- _Instructions for the task_:
Every record here should be printed again exactly.

- _Provided records_:

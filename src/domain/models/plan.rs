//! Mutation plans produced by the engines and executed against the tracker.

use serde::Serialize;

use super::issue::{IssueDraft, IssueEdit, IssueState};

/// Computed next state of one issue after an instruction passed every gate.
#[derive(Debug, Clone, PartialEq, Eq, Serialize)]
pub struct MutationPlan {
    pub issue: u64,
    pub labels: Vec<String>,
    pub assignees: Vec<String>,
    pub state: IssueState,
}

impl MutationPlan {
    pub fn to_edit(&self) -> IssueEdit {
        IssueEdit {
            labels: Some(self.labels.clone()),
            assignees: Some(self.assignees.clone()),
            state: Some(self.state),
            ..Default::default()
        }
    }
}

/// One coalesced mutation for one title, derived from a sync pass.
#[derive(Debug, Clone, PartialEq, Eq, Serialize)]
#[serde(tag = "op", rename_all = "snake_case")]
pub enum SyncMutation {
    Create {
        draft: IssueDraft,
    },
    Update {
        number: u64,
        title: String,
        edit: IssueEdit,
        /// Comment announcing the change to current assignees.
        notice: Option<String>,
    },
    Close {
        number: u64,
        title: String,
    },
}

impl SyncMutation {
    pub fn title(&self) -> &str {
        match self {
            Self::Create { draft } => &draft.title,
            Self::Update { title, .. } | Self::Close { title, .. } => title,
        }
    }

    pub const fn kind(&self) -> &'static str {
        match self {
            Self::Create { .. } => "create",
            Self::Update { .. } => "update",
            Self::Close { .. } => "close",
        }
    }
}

- _Written answer_:
filename src/domain/models/plan.rs
//! Mutation plans produced by the engines and executed against the tracker.

use serde::Serialize;

use super::issue::{IssueDraft, IssueEdit, IssueState};

/// Computed next state of one issue after an instruction passed every gate.
#[derive(Debug, Clone, PartialEq, Eq, Serialize)]
pub struct MutationPlan {
    pub issue: u64,
    pub labels: Vec<String>,
    pub assignees: Vec<String>,
    pub state: IssueState,
}

impl MutationPlan {
    pub fn to_edit(&self) -> IssueEdit {
        IssueEdit {
            labels: Some(self.labels.clone()),
            assignees: Some(self.assignees.clone()),
            state: Some(self.state),
            ..Default::default()
        }
    }
}

/// One coalesced mutation for one title, derived from a sync pass.
#[derive(Debug, Clone, PartialEq, Eq, Serialize)]
#[serde(tag = "op", rename_all = "snake_case")]
pub enum SyncMutation {
    Create {
        draft: IssueDraft,
    },
    Update {
        number: u64,
        title: String,
        edit: IssueEdit,
        /// Comment announcing the change to current assignees.
        notice: Option<String>,
    },
    Close {
        number: u64,
        title: String,
    },
}

impl SyncMutation {
    pub fn title(&self) -> &str {
        match self {
            Self::Create { draft } => &draft.title,
            Self::Update { title, .. } | Self::Close { title, .. } => title,
        }
    }

    pub const fn kind(&self) -> &'static str {
        match self {
            Self::Create { .. } => "create",
            Self::Update { .. } => "update",
            Self::Close { .. } => "close",
        }
    }
}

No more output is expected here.